There is no shadow of turning with Thee.
Thou changest not, Thy compassions they fail not;
As Thou hast been, Thou forever will be.
Great is Thy faithfulness. Great is Thy faithfulness.
Morning by morning, new mercies I see.
All I have needed, Thy hand hath provided.
Great is Thy faithfulness, Lord, unto me.
Summer and winter and springtime and harvest,
Sun, moon and stars in their courses above
Join with all nature in manifold witness
To Thy great faithfulness, mercy and love.
Pardon for sin and a peace that endureth.
Thine own dear presence to cheer and to guide,
Strength for today, and bright hope for tomorrow,
Blessings all mine, with ten thousand beside. (Thomas Chisholm, 1923)
Thomas Chisholm understood that the faithfulness of God sustains us in the mundane days of life as surely as in the days of crisis. Whether in the face of debilitating illness, or in the face of sustained poor health that saps you of energy or keeps you from participating in activities you love, God’s faithfulness is able to uphold you.
Chisholm’s hymn was inspired by Scripture, a part of Scripture that, in my experience, few people have read: the book of Lamentations. A lament is an expression of sorrow; of mourning, or of grieving. The prophet Jeremiah wrote Lamentations to express the grieving of his heart after having witnessed the desolation of Jerusalem when Judah fell to the Babylonians in 586 BC. Because of the continued unfaithfulness of the Jewish people despite countless warnings, God had allowed both Israel and Judah to finally be conquered.
Surrounded by many heavy words of sorrow, Jeremiah’s expression of God’s faithfulness appears as a breath of fresh air:
Remember my affliction and my wandering, the wormwood and bitterness.
Surely my soul remembers and is bowed down within me.
This I recall to my mind, therefore I have hope.
The Lord’s lovingkindnesses indeed never cease,
For His compassions never fail.
They are new every morning;
Great is Your faithfulness. (Lam. 3:19-23)
God is trustworthy, reliable, constant. He never wavers from what is true and right and good. The faithfulness of God is a source of hope in despair and of light in darkness. Jeremiah had spent nearly forty years pleading with the people of Judah on God’s behalf, imploring them to repent, but to no avail. Surely, if anyone witnessing the fall of their nation would be downhearted, Jeremiah, doubly so. Yet remembering God’s faithfulness and compassion kindled hope in Jeremiah’s heart.

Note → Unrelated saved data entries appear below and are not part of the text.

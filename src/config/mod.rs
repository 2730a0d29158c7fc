//! Configuration management for the Qianfan client
//!
//! Supports configuration via:
//! 1. Config file (~/.config/qianfan/config.toml)
//! 2. Environment variables (QIANFAN_AK, QIANFAN_ACCESS_KEY, etc.)
//! 3. CLI arguments (override file/env settings)

use crate::auth::Credential;
use serde::{Deserialize, Serialize};
use std::path::PathBuf;
use thiserror::Error;

#[derive(Error, Debug)]
pub enum ConfigError {
    #[error("Failed to read config: {0}")]
    ReadError(#[from] std::io::Error),

    #[error("Failed to parse config: {0}")]
    ParseError(#[from] toml::de::Error),

    #[error("Failed to serialize config: {0}")]
    SerializeError(#[from] toml::ser::Error),

    #[error("Missing required configuration: {0}")]
    MissingRequired(String),
}

/// Main configuration structure
#[derive(Debug, Clone, Default, PartialEq, Serialize, Deserialize)]
#[serde(default)]
pub struct Config {
    /// Credentials for either auth scheme
    pub credentials: CredentialSettings,

    /// Service endpoints
    pub endpoint: EndpointSettings,

    /// HTTP transport settings
    pub http: HttpSettings,

    /// Chat defaults
    pub chat: ChatSettings,
}

/// Credential settings
///
/// When both pairs are present the access key pair wins.
#[derive(Debug, Clone, Default, PartialEq, Serialize, Deserialize)]
#[serde(default)]
pub struct CredentialSettings {
    /// Legacy API key (can also use QIANFAN_AK env var)
    #[serde(skip_serializing_if = "Option::is_none")]
    pub api_key: Option<String>,

    /// Legacy secret key (can also use QIANFAN_SK env var)
    #[serde(skip_serializing_if = "Option::is_none")]
    pub secret_key: Option<String>,

    /// IAM access key (can also use QIANFAN_ACCESS_KEY env var)
    #[serde(skip_serializing_if = "Option::is_none")]
    pub access_key: Option<String>,

    /// IAM secret key (can also use QIANFAN_SECRET_KEY env var)
    #[serde(skip_serializing_if = "Option::is_none")]
    pub access_secret_key: Option<String>,
}

#[derive(Debug, Clone, PartialEq, Serialize, Deserialize)]
#[serde(default)]
pub struct EndpointSettings {
    /// Base URL for model APIs
    pub base_url: String,

    /// Base URL for the access token endpoint
    pub auth_base_url: String,
}

impl Default for EndpointSettings {
    fn default() -> Self {
        Self {
            base_url: "https://qianfan.baidubce.com".to_string(),
            auth_base_url: "https://aip.baidubce.com".to_string(),
        }
    }
}

/// HTTP transport settings; a timeout of 0 disables it
#[derive(Debug, Clone, PartialEq, Serialize, Deserialize)]
#[serde(default)]
pub struct HttpSettings {
    /// Deadline for connection setup
    pub connect_timeout_secs: u64,

    /// Deadline for a non-streaming call, and for the head of a streaming one
    pub request_timeout_secs: u64,

    /// Longest silence tolerated between bytes of a stream
    pub stream_idle_timeout_secs: u64,

    /// Refresh an access token this long before it expires
    pub token_refresh_margin_secs: u64,

    pub user_agent: String,
}

impl Default for HttpSettings {
    fn default() -> Self {
        Self {
            connect_timeout_secs: 10,
            request_timeout_secs: 60,
            stream_idle_timeout_secs: 60,
            token_refresh_margin_secs: 3600,
            user_agent: format!("qianfan-rust/{}", env!("CARGO_PKG_VERSION")),
        }
    }
}

#[derive(Debug, Clone, PartialEq, Serialize, Deserialize)]
#[serde(default)]
pub struct ChatSettings {
    /// Model used when a request names none
    pub model: String,
}

impl Default for ChatSettings {
    fn default() -> Self {
        Self {
            model: "ernie-4.0-8k".to_string(),
        }
    }
}

impl Config {
    /// Get default config file path
    pub fn default_path() -> PathBuf {
        dirs::config_dir()
            .unwrap_or_else(|| PathBuf::from("."))
            .join("qianfan")
            .join("config.toml")
    }

    /// Load config from default location
    pub fn load() -> Result<Self, ConfigError> {
        Self::load_from(Self::default_path())
    }

    /// Load config from specific path
    pub fn load_from(path: PathBuf) -> Result<Self, ConfigError> {
        if !path.exists() {
            return Ok(Self::default().with_env_overrides());
        }

        let content = std::fs::read_to_string(&path)?;
        let config: Config = toml::from_str(&content)?;

        Ok(config.with_env_overrides())
    }

    /// Apply environment variable overrides
    pub fn with_env_overrides(self) -> Self {
        self.with_overrides_from(|name| std::env::var(name).ok())
    }

    /// Apply overrides from any variable lookup
    pub fn with_overrides_from<F>(mut self, lookup: F) -> Self
    where
        F: Fn(&str) -> Option<String>,
    {
        // Credentials
        if let Some(key) = lookup("QIANFAN_AK") {
            self.credentials.api_key = Some(key);
        }
        if let Some(key) = lookup("QIANFAN_SK") {
            self.credentials.secret_key = Some(key);
        }
        if let Some(key) = lookup("QIANFAN_ACCESS_KEY") {
            self.credentials.access_key = Some(key);
        }
        if let Some(key) = lookup("QIANFAN_SECRET_KEY") {
            self.credentials.access_secret_key = Some(key);
        }

        // Endpoints
        if let Some(url) = lookup("QIANFAN_BASE_URL") {
            self.endpoint.base_url = url;
        }
        if let Some(url) = lookup("QIANFAN_AUTH_BASE_URL") {
            self.endpoint.auth_base_url = url;
        }

        // HTTP
        if let Some(secs) = lookup("QIANFAN_LLM_API_RETRY_TIMEOUT").and_then(|s| parse_secs(&s)) {
            self.http.request_timeout_secs = secs;
        }
        if let Some(secs) =
            lookup("QIANFAN_ACCESS_TOKEN_REFRESH_MIN_INTERVAL").and_then(|s| parse_secs(&s))
        {
            self.http.token_refresh_margin_secs = secs;
        }

        // Chat
        if let Some(model) = lookup("QIANFAN_MODEL") {
            self.chat.model = model;
        }

        self
    }

    /// Save config to default location
    pub fn save(&self) -> Result<(), ConfigError> {
        self.save_to(Self::default_path())
    }

    /// Save config to specific path
    pub fn save_to(&self, path: PathBuf) -> Result<(), ConfigError> {
        // Create parent directories if needed
        if let Some(parent) = path.parent() {
            std::fs::create_dir_all(parent)?;
        }

        let content = toml::to_string_pretty(self)?;
        std::fs::write(&path, content)?;

        Ok(())
    }

    /// Credential to authenticate with; the IAM pair is preferred
    pub fn credential(&self) -> Result<Credential, ConfigError> {
        let creds = &self.credentials;
        if let (Some(access_key), Some(secret_key)) = (&creds.access_key, &creds.access_secret_key) {
            return Ok(Credential::AccessKey {
                access_key: access_key.clone(),
                secret_key: secret_key.clone(),
            });
        }
        if let (Some(api_key), Some(secret_key)) = (&creds.api_key, &creds.secret_key) {
            return Ok(Credential::ApiKey {
                api_key: api_key.clone(),
                secret_key: secret_key.clone(),
            });
        }
        Err(ConfigError::MissingRequired(
            "QIANFAN_ACCESS_KEY/QIANFAN_SECRET_KEY or QIANFAN_AK/QIANFAN_SK".to_string(),
        ))
    }

    /// Validate configuration
    pub fn validate(&self) -> Result<(), ConfigError> {
        self.credential()?;
        if self.endpoint.base_url.is_empty() {
            return Err(ConfigError::MissingRequired("endpoint.base_url".to_string()));
        }
        Ok(())
    }

    /// Generate example config content
    pub fn example() -> String {
        let mut example = Config::default();
        example.credentials.access_key = Some("your-access-key".to_string());
        example.credentials.access_secret_key = Some("your-secret-key".to_string());
        toml::to_string_pretty(&example).unwrap_or_default()
    }
}

/// Accepts whole or fractional seconds, as the environment variables allow
fn parse_secs(value: &str) -> Option<u64> {
    let secs: f64 = value.trim().parse().ok()?;
    (secs >= 0.0).then(|| secs.ceil() as u64)
}

/// Builder for creating Config programmatically
pub struct ConfigBuilder {
    config: Config,
}

impl ConfigBuilder {
    pub fn new() -> Self {
        Self {
            config: Config::default(),
        }
    }

    pub fn api_key(mut self, api_key: impl Into<String>, secret_key: impl Into<String>) -> Self {
        self.config.credentials.api_key = Some(api_key.into());
        self.config.credentials.secret_key = Some(secret_key.into());
        self
    }

    pub fn access_key(
        mut self,
        access_key: impl Into<String>,
        secret_key: impl Into<String>,
    ) -> Self {
        self.config.credentials.access_key = Some(access_key.into());
        self.config.credentials.access_secret_key = Some(secret_key.into());
        self
    }

    pub fn base_url(mut self, url: impl Into<String>) -> Self {
        self.config.endpoint.base_url = url.into();
        self
    }

    pub fn auth_base_url(mut self, url: impl Into<String>) -> Self {
        self.config.endpoint.auth_base_url = url.into();
        self
    }

    pub fn model(mut self, model: impl Into<String>) -> Self {
        self.config.chat.model = model.into();
        self
    }

    pub fn request_timeout_secs(mut self, secs: u64) -> Self {
        self.config.http.request_timeout_secs = secs;
        self
    }

    pub fn stream_idle_timeout_secs(mut self, secs: u64) -> Self {
        self.config.http.stream_idle_timeout_secs = secs;
        self
    }

    pub fn build(self) -> Config {
        self.config
    }
}

impl Default for ConfigBuilder {
    fn default() -> Self {
        Self::new()
    }
}

#[cfg(test)]
mod tests {
    use super::*;
    use std::collections::HashMap;

    fn lookup(vars: &[(&str, &str)]) -> impl Fn(&str) -> Option<String> {
        let vars: HashMap<String, String> = vars
            .iter()
            .map(|(k, v)| (k.to_string(), v.to_string()))
            .collect();
        move |name| vars.get(name).cloned()
    }

    #[test]
    fn test_default_config() {
        let config = Config::default();
        assert_eq!(config.endpoint.base_url, "https://qianfan.baidubce.com");
        assert_eq!(config.chat.model, "ernie-4.0-8k");
        assert_eq!(config.http.request_timeout_secs, 60);
        assert!(config.credential().is_err());
    }

    #[test]
    fn test_config_builder() {
        let config = ConfigBuilder::new()
            .api_key("key", "secret")
            .model("ernie-speed-8k")
            .request_timeout_secs(5)
            .build();

        assert_eq!(config.chat.model, "ernie-speed-8k");
        assert_eq!(config.http.request_timeout_secs, 5);
        assert_eq!(
            config.credential().unwrap(),
            Credential::ApiKey {
                api_key: "key".into(),
                secret_key: "secret".into()
            }
        );
    }

    #[test]
    fn test_access_key_preferred() {
        let config = ConfigBuilder::new()
            .api_key("key", "secret")
            .access_key("ak", "sk")
            .build();
        assert_eq!(config.credential().unwrap().scheme(), "access_key");
    }

    #[test]
    fn test_half_configured_pair_is_missing() {
        let config = Config::default().with_overrides_from(lookup(&[("QIANFAN_AK", "key")]));
        assert!(matches!(config.credential(), Err(ConfigError::MissingRequired(_))));
        assert!(config.validate().is_err());
    }

    #[test]
    fn test_env_overrides() {
        let config = Config::default().with_overrides_from(lookup(&[
            ("QIANFAN_ACCESS_KEY", "ak"),
            ("QIANFAN_SECRET_KEY", "sk"),
            ("QIANFAN_BASE_URL", "http://localhost:8080"),
            ("QIANFAN_LLM_API_RETRY_TIMEOUT", "2.5"),
            ("QIANFAN_ACCESS_TOKEN_REFRESH_MIN_INTERVAL", "bogus"),
        ]));

        assert_eq!(config.endpoint.base_url, "http://localhost:8080");
        assert_eq!(config.http.request_timeout_secs, 3);
        assert_eq!(config.http.token_refresh_margin_secs, 3600);
        assert!(config.validate().is_ok());
    }

    #[test]
    fn test_toml_round_trip_through_file() {
        let dir = std::env::temp_dir().join(format!("qianfan-config-{}", std::process::id()));
        let path = dir.join("config.toml");
        let config = ConfigBuilder::new().access_key("ak", "sk").model("ernie-lite-8k").build();

        config.save_to(path.clone()).unwrap();
        let content = std::fs::read_to_string(&path).unwrap();
        let loaded: Config = toml::from_str(&content).unwrap();
        assert_eq!(loaded, config);

        std::fs::remove_dir_all(dir).ok();
    }

    #[test]
    fn test_partial_file_uses_defaults() {
        let config: Config = toml::from_str("[chat]\nmodel = \"ernie-speed-8k\"\n").unwrap();
        assert_eq!(config.chat.model, "ernie-speed-8k");
        assert_eq!(config.endpoint, EndpointSettings::default());
    }

    #[test]
    fn test_example_config() {
        let example = Config::example();
        assert!(example.contains("[credentials]"));
        assert!(example.contains("[endpoint]"));
        assert!(example.contains("[http]"));
    }
}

Years later, the Apostle Paul wrote to young Timothy,
It is a trustworthy statement:
For if we died with Him, we will also live with Him;
If we endure, we will also reign with Him;
If we deny Him, He also will deny us;
If we are faithless, He remains faithful, for He cannot deny Himself. (2Timothy 2:11-13)
God is faithful. He is worthy of your trust. If you put your trust in Him, you can be certain He will remain faithful. It is His nature – it is Who He is. And His nature does not change.